Mark Carney, o primeiro-ministro do Canadá, afirmou que o Canadá deve servir como um "farol para um mundo à deriva", enfatizando a importância da unidade nacional em meio a um cenário político global em transformação e crescentes desafios internos. O discurso, proferido em uma fortaleza militar histórica na cidade de Quebec na quinta-feira, seguiu-se a comentários feitos no início da semana no Fórum Econômico Mundial em Davos, Suíça. Em Davos, Carney lamentou o colapso da ordem internacional baseada em regras, citando a ascensão de grandes potências que empregam a coerção econômica como ferramenta de política de Estado.

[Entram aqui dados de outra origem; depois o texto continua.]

//! Reads an OSM extract once at startup and distills it into the immutable index the game
//! evaluates questions against: typed node/way/relation tables plus the thematic layers (city
//! boundary, districts, rail, river, branded POIs). Nothing here mutates after `Map::load`
//! returns, so the index can be shared freely.

#[macro_use]
extern crate anyhow;
#[macro_use]
extern crate log;

mod extract;
mod reader;
mod stitch;
mod tags;
mod timer;

pub use crate::extract::{relation_multipolygon, District, Map, RailRoute};
pub use crate::reader::{read, Document, Member, Node, NodeID, Relation, RelationID, Way, WayID};
pub use crate::stitch::glue_multipolygon;
pub use crate::tags::Tags;
pub use crate::timer::{elapsed_seconds, Timer};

O discurso de Carney na cidade de Quebec, embora de escopo mais restrito do que seu discurso em Davos, sublinhou a posição única do Canadá no mundo. Ele afirmou que o sucesso do Canadá está enraizado em sua própria identidade e valores, não dependente de seu relacionamento com os Estados Unidos. "Carney disse que o Canadá não vive por causa dos Estados Unidos. O Canadá prospera porque somos canadenses." A escolha do local, uma cidadela construída para se defender contra uma possível invasão americana, adicionou uma camada de contexto histórico à sua mensagem de autossuficiência canadense.
O discurso do primeiro-ministro em Davos, muitas vezes referido como a "Doutrina Carney", destacou preocupações sobre a erosão da cooperação internacional e a ascensão do protecionismo. Isso ocorre em um momento em que as instituições globais estão enfrentando crescente pressão e as tensões geopolíticas estão aumentando em várias regiões. A ascensão do nacionalismo econômico, exemplificado por políticas como guerras comerciais e medidas protecionistas, desafiou a estrutura estabelecida de comércio e cooperação global.
O apelo de Carney para que o Canadá seja um "farol" reflete um sentimento mais amplo entre alguns líderes mundiais que acreditam na defesa do multilateralismo e do direito internacional. Também ocorre no momento em que o Canadá enfrenta suas próprias divisões internas e debates sobre a identidade nacional e seu papel no cenário mundial. A ênfase do primeiro-ministro na unidade nacional sugere um esforço para superar essas divisões e apresentar uma frente unida diante da incerteza global.
O discurso na cidade de Quebec ocorreu em um contexto de desafios domésticos significativos para o governo canadense, incluindo preocupações econômicas, questões sociais e disparidades regionais. O apelo à unidade nacional pode ser visto como uma tentativa de reunir apoio e promover um senso de propósito compartilhado enquanto o país navega por esses desafios. Os próximos passos para o governo canadense provavelmente envolverão um engajamento contínuo no cenário internacional, bem como esforços para abordar as preocupações domésticas e fortalecer a coesão nacional.